__The input__.
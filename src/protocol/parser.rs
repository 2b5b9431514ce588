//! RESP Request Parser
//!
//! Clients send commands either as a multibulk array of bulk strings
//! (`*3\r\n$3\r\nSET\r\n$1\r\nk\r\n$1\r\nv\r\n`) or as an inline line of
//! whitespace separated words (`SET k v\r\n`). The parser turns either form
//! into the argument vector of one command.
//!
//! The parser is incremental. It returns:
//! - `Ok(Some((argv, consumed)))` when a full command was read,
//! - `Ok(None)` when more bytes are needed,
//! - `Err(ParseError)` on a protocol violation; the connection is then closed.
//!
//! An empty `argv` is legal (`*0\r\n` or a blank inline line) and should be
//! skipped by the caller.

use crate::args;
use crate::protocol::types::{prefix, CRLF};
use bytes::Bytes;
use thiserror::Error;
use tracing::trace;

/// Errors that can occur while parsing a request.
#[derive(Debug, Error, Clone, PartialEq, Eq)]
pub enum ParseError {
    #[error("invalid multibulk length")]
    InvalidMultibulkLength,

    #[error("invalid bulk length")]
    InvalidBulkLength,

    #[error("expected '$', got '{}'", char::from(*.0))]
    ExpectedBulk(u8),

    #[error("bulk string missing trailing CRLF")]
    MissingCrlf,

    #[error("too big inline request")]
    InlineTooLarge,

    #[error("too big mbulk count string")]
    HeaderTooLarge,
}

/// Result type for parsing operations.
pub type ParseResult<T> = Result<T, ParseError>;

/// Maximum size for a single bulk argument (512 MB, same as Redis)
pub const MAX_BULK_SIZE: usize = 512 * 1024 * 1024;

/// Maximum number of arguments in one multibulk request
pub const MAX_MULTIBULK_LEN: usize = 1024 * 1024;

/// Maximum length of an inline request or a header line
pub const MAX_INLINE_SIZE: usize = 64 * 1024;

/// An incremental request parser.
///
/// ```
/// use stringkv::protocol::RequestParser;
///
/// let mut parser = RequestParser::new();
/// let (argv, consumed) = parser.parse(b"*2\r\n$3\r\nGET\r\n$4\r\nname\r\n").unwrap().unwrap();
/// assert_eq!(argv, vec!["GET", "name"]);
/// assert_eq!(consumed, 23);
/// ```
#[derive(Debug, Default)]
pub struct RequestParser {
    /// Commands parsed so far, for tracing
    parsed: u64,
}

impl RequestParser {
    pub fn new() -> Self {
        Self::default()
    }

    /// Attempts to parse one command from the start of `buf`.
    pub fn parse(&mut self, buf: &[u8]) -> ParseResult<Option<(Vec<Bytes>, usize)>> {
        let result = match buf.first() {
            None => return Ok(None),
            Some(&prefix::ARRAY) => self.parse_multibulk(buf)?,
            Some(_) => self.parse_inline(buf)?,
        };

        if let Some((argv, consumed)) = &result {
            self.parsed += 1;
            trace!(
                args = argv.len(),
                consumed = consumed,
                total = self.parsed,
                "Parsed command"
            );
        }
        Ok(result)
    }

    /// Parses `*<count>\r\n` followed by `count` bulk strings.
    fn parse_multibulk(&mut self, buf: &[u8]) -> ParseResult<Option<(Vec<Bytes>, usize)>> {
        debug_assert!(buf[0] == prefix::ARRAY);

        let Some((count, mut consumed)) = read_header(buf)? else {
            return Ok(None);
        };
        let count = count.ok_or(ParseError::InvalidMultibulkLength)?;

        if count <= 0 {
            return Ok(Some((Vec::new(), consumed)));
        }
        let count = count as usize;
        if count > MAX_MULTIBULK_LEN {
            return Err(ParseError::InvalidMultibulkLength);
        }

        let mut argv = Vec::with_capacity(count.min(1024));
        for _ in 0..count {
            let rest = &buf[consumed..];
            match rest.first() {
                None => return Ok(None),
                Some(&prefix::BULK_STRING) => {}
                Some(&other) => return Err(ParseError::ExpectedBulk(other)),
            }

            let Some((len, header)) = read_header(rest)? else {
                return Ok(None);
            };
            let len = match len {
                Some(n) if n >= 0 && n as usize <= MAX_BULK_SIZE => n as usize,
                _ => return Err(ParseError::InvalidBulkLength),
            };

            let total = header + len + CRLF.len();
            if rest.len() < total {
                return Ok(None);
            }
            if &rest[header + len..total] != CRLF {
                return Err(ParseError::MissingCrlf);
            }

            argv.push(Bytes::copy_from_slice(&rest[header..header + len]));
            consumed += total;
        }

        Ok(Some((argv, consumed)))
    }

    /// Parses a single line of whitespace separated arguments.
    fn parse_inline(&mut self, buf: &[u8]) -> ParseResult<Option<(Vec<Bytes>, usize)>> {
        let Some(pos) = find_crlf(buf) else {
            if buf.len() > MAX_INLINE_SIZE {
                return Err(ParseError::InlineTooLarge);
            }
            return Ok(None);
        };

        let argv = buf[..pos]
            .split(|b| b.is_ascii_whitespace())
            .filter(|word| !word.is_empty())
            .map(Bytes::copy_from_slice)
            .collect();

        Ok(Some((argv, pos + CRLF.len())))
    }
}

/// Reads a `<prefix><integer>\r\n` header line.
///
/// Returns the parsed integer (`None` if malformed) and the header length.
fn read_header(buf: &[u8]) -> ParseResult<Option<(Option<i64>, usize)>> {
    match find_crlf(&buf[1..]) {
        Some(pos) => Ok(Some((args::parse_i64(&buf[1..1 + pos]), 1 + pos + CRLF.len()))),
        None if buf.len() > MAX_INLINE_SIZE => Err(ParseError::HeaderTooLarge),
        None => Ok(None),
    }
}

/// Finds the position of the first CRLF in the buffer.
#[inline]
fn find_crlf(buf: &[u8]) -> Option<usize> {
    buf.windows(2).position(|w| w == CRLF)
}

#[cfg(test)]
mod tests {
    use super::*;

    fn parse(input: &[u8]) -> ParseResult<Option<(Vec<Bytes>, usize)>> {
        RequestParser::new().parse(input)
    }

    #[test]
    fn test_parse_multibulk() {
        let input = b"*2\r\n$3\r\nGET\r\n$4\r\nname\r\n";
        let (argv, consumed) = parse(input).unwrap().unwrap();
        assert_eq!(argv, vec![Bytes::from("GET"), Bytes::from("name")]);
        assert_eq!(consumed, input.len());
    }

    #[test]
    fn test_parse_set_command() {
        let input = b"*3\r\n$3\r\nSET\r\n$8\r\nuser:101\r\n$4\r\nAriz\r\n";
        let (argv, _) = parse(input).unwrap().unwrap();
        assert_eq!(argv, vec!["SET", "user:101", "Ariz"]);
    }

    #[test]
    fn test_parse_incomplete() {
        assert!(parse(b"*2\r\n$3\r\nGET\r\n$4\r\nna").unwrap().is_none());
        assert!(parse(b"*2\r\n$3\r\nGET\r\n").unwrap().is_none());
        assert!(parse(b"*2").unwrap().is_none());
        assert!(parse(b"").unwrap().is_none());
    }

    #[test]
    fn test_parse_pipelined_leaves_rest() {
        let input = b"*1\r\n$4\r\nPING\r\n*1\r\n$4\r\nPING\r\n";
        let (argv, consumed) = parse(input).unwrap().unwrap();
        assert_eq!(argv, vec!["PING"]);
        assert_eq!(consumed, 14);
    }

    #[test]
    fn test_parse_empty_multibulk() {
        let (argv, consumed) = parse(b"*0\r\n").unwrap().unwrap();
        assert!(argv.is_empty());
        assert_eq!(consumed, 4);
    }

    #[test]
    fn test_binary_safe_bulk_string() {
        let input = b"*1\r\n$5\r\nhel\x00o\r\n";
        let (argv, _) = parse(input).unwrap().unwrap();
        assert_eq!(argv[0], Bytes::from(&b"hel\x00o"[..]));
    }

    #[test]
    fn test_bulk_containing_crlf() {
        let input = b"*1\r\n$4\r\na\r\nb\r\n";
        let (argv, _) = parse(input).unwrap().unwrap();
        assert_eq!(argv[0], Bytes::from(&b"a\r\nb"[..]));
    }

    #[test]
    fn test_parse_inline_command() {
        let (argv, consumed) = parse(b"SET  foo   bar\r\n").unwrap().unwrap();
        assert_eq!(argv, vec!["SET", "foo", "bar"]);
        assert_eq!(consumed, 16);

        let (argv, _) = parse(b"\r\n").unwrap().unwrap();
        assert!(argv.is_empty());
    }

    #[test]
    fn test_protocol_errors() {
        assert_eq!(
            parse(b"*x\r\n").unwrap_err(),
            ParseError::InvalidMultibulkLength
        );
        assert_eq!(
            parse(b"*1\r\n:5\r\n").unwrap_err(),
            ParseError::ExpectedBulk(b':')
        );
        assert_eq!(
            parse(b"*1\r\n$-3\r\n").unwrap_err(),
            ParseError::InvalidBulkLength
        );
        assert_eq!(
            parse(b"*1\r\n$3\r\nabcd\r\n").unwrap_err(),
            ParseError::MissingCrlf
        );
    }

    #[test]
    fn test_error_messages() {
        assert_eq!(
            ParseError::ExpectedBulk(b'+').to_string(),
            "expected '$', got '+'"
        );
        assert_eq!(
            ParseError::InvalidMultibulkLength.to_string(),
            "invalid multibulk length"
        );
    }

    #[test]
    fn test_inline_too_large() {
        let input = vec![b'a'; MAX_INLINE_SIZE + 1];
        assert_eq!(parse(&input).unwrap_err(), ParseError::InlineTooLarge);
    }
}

__Assignment__. Go through the entries above and copy every line containing "when".

__Task response__.
//! - `Ok(Some((argv, consumed)))` when a full command was read,
//! - `Ok(None)` when more bytes are needed,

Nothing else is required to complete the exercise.